Tuesday, February 24, 2015

Shire, Maker of Binge-Eating Drug Vyvanse, First Marketed the Disease - NYTimes.com

Monica Seles, retired tennis star, now shilling for Shire
The big drug companies are market makers - first they help create a diagnosis, then they sell the cure.   Not that there is no such thing as binge eating.  A recently acquired box of Girl Scout cookies (chocolate thin mints) had a very brief half-life in my hands.  - gwc

Shire, Maker of Binge-Eating Drug Vyvanse, First Marketed the Disease - NYTimes.com

by Katie  Thomas

 "As Shire introduces an ambitious campaign to promote Vyvanse but also to raise awareness about the disorder, some are saying the company is going too far to market a drug, a type of amphetamine, that is classified by the federal government as having a high potential for abuse. Shire’s track record is adding to the worry: The company helped put another once-stigmatized condition — attention deficit hyperactivity disorder — on the medical map and made billions of dollars from the sale of drugs, like Vyvanse and Adderall, to treat it. In recent years, federal officials have cited the company for inappropriately marketing Vyvanse and other A.D.H.D. drugs."

***
The retired tennis player Monica Seles spent this month making the rounds of television talk shows, appearing on everything from “Good Morning America” to “The Dr. Oz Show” to share her personal struggle with binge eating.

“It took a while until I felt comfortable talking about it,” she said in a People magazine interview, explaining that she secretly devoured food for years while she was a professional athlete. “That’s one of the reasons I decided to do this campaign: to raise awareness that binge eating is a real medical condition.”

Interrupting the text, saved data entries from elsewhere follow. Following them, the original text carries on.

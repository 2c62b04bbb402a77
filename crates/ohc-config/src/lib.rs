//! ohc-config
//!
//! Layered YAML configuration for the uploader.
//!
//! - Zero or more YAML documents are deep-merged in order (later overrides).
//! - The merged document is canonicalized to JSON and hashed (`config_hash`).
//! - Literal credentials in config are refused; config names env vars instead.
//! - Leaves a mode never reads are reported (warn) or refused (fail).

mod secrets;
mod settings;

pub use secrets::{resolve_api_key, resolve_api_key_with, ResolvedSecrets, DEFAULT_API_KEY_ENV};
pub use settings::{
    OhcSettings, DEFAULT_ALGO_MODE, DEFAULT_BASE_URL, DEFAULT_CAPACITY, DEFAULT_COMMENT_MARKER,
    DEFAULT_INPUT_EXTENSION, DEFAULT_OVERFLOW_PATH,
};

use anyhow::{bail, Context, Result};
use serde::{Deserialize, Serialize};
use serde_json::Value;
use sha2::{Digest, Sha256};
use std::collections::{BTreeMap, BTreeSet};
use std::fs;

/// Secret-like prefixes. Any leaf string starting with one of these aborts
/// loading with CONFIG_SECRET_DETECTED.
const SECRET_PREFIXES: &[&str] = &[
    "sk_",        // OnlineHashCrack API keys
    "sk-",        // OpenAI style
    "AKIA",       // AWS access key ID
    "-----BEGIN", // PEM private keys
    "ghp_",       // GitHub PAT
    "glpat-",     // GitLab PAT
    "xoxb-",      // Slack bot token
];

#[derive(Debug, Clone, Copy, PartialEq, Eq)]
pub enum ConfigMode {
    List,
    Upload,
}

impl ConfigMode {
    pub fn as_str(&self) -> &'static str {
        match self {
            ConfigMode::List => "LIST",
            ConfigMode::Upload => "UPLOAD",
        }
    }
}

#[derive(Debug, Clone, Copy, PartialEq, Eq)]
pub enum UnusedKeyPolicy {
    Warn,
    Fail,
}

#[derive(Debug, Clone, Serialize, Deserialize)]
pub struct UnusedKeyReport {
    pub mode: String,
    /// Consumed JSON-pointer prefixes used for this analysis (sorted, unique)
    pub consumed_prefixes: Vec<String>,
    /// Unused leaf pointers (sorted)
    pub unused_leaf_pointers: Vec<String>,
}

impl UnusedKeyReport {
    pub fn is_clean(&self) -> bool {
        self.unused_leaf_pointers.is_empty()
    }
}

/// JSON-pointer prefixes each mode actually reads.
///
/// Keep in step with `OhcSettings::from_config_json` and `resolve_api_key`.
pub fn consumed_pointers_for_mode(mode: ConfigMode) -> &'static [&'static str] {
    match mode {
        ConfigMode::List => &[
            "/api/base_url",
            "/api/keys_env/api_key",
            "/api/agree_terms",
            "/api/list_timeout_secs",
        ],
        ConfigMode::Upload => &[
            "/api/base_url",
            "/api/keys_env/api_key",
            "/api/agree_terms",
            "/api/list_timeout_secs",
            "/api/algo_mode",
            "/api/submit_timeout_secs",
            "/submit/capacity",
            "/input/extension",
            "/input/comment_marker",
            "/overflow/path",
        ],
    }
}

/// Produce an unused-key report for `mode`.
/// With `UnusedKeyPolicy::Fail`, unused keys are an error.
pub fn report_unused_keys(
    mode: ConfigMode,
    config_json: &Value,
    policy: UnusedKeyPolicy,
) -> Result<UnusedKeyReport> {
    let consumed: BTreeSet<String> = consumed_pointers_for_mode(mode)
        .iter()
        .map(|p| normalize_pointer(p))
        .collect();
    let consumed_prefixes: Vec<String> = consumed.into_iter().collect();

    let mut leaves: Vec<String> = Vec::new();
    collect_leaf_pointers(config_json, "", &mut leaves);

    let mut unused: Vec<String> = leaves
        .into_iter()
        // an empty document has a single "/" leaf of `{}`; nothing to report
        .filter(|lp| lp != "/")
        .filter(|lp| !consumed_prefixes.iter().any(|cp| is_prefix_pointer(cp, lp)))
        .collect();
    unused.sort();
    unused.dedup();

    let report = UnusedKeyReport {
        mode: mode.as_str().to_string(),
        consumed_prefixes,
        unused_leaf_pointers: unused,
    };

    if policy == UnusedKeyPolicy::Fail && !report.is_clean() {
        bail!(
            "CONFIG_UNUSED_KEYS (mode={}): {} unused config key(s): {:?}",
            report.mode,
            report.unused_leaf_pointers.len(),
            report.unused_leaf_pointers
        );
    }

    Ok(report)
}

/// Must begin with "/", no trailing "/" unless it's just "/".
fn normalize_pointer(p: &str) -> String {
    let mut s = p.trim().to_string();
    if !s.starts_with('/') {
        s.insert(0, '/');
    }
    while s.ends_with('/') && s.len() > 1 {
        s.pop();
    }
    s
}

/// "/a/b" consumes "/a/b" and "/a/b/c" but NOT "/a/bc".
fn is_prefix_pointer(prefix: &str, leaf: &str) -> bool {
    prefix == "/"
        || leaf == prefix
        || leaf
            .strip_prefix(prefix)
            .map(|rest| rest.starts_with('/'))
            .unwrap_or(false)
}

fn collect_leaf_pointers(v: &Value, prefix: &str, out: &mut Vec<String>) {
    match v {
        Value::Object(map) if !map.is_empty() => {
            for (k, vv) in map.iter() {
                let next = format!("{}/{}", prefix, escape_pointer_token(k));
                collect_leaf_pointers(vv, &next, out);
            }
        }
        Value::Array(arr) if !arr.is_empty() => {
            for (i, vv) in arr.iter().enumerate() {
                let next = format!("{}/{}", prefix, i);
                collect_leaf_pointers(vv, &next, out);
            }
        }
        _ => {
            let p = if prefix.is_empty() {
                "/".to_string()
            } else {
                prefix.to_string()
            };
            out.push(p);
        }
    }
}

fn escape_pointer_token(s: &str) -> String {
    s.replace('~', "~0").replace('/', "~1")
}

#[derive(Debug, Clone)]
pub struct LoadedConfig {
    pub config_hash: String,
    pub canonical_json: String,
    pub config_json: Value,
}

pub fn load_layered_yaml(paths: &[&str]) -> Result<LoadedConfig> {
    let mut docs: Vec<String> = Vec::new();
    for p in paths {
        let raw =
            fs::read_to_string(p).with_context(|| format!("failed to read yaml path: {p}"))?;
        docs.push(raw);
    }

    let doc_refs: Vec<&str> = docs.iter().map(|s| s.as_str()).collect();
    load_layered_yaml_from_strings(&doc_refs)
}

pub fn load_layered_yaml_from_strings(yaml_docs: &[&str]) -> Result<LoadedConfig> {
    let mut merged = serde_json::json!({});
    for raw in yaml_docs {
        let v_yaml: serde_yaml::Value = serde_yaml::from_str(raw).context("invalid yaml")?;
        let v_json = serde_json::to_value(v_yaml).context("yaml->json conversion failed")?;
        match v_json {
            // empty document
            Value::Null => continue,
            Value::Object(_) => merged = deep_merge(merged, v_json),
            _ => bail!("CONFIG_INVALID: top-level yaml document must be a mapping"),
        }
    }

    enforce_no_secret_literals(&merged)?;

    let canonical_json = canonicalize_json(&merged)?;
    let config_hash = sha256_hex(canonical_json.as_bytes());
    Ok(LoadedConfig {
        config_hash,
        canonical_json,
        config_json: merged,
    })
}

fn deep_merge(a: Value, b: Value) -> Value {
    match (a, b) {
        (Value::Object(mut a_map), Value::Object(b_map)) => {
            for (k, b_val) in b_map {
                let a_val = a_map.remove(&k).unwrap_or(Value::Null);
                a_map.insert(k, deep_merge(a_val, b_val));
            }
            Value::Object(a_map)
        }
        (_, b_other) => b_other,
    }
}

/// Object keys are emitted sorted at every depth, so the same merged document
/// hashes the same regardless of YAML key order.
fn canonicalize_json(v: &Value) -> Result<String> {
    serde_json::to_string(&sorted(v)).context("canonical json serialize failed")
}

fn sorted(v: &Value) -> Value {
    match v {
        Value::Object(map) => {
            let ordered: BTreeMap<&String, Value> =
                map.iter().map(|(k, vv)| (k, sorted(vv))).collect();
            Value::Object(
                ordered
                    .into_iter()
                    .map(|(k, vv)| (k.clone(), vv))
                    .collect(),
            )
        }
        Value::Array(arr) => Value::Array(arr.iter().map(sorted).collect()),
        other => other.clone(),
    }
}

fn sha256_hex(bytes: &[u8]) -> String {
    let mut hasher = Sha256::new();
    hasher.update(bytes);
    hex::encode(hasher.finalize())
}

fn enforce_no_secret_literals(v: &Value) -> Result<()> {
    let mut leaves = Vec::new();
    collect_leaf_pointers(v, "", &mut leaves);

    for ptr in leaves {
        let s = v
            .pointer(if ptr == "/" { "" } else { ptr.as_str() })
            .and_then(Value::as_str);
        if let Some(s) = s {
            if looks_like_secret(s) {
                bail!("CONFIG_SECRET_DETECTED leaf={} value=REDACTED", ptr);
            }
        }
    }
    Ok(())
}

fn looks_like_secret(s: &str) -> bool {
    let t = s.trim();
    if t.len() < 8 {
        return false;
    }
    SECRET_PREFIXES.iter().any(|p| t.starts_with(p))
}

#[cfg(test)]
mod tests {
    use super::*;

    #[test]
    fn prefix_pointer_boundaries() {
        assert!(is_prefix_pointer("/api", "/api/base_url"));
        assert!(is_prefix_pointer("/api/base_url", "/api/base_url"));
        assert!(!is_prefix_pointer("/api/base", "/api/base_url"));
        assert!(is_prefix_pointer("/", "/anything"));
    }

    #[test]
    fn normalize_pointer_forms() {
        assert_eq!(normalize_pointer("api/base_url/"), "/api/base_url");
        assert_eq!(normalize_pointer("/"), "/");
    }

    #[test]
    fn short_strings_are_not_secrets() {
        assert!(!looks_like_secret("sk_1"));
        assert!(looks_like_secret("sk_live_0123456789"));
        assert!(!looks_like_secret("OHC_API_KEY"));
    }
}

But that is not the only reason. Ms. Seles is a paid spokeswoman for Shire, which late last month won approval to market its top-selling drug, Vyvanse, to treat binge-eating disorder, a condition that once existed in the shadow of better-known disorders like anorexia and bulimia but was officially recognized as its own disorder in 2013 by the American Psychiatric Association.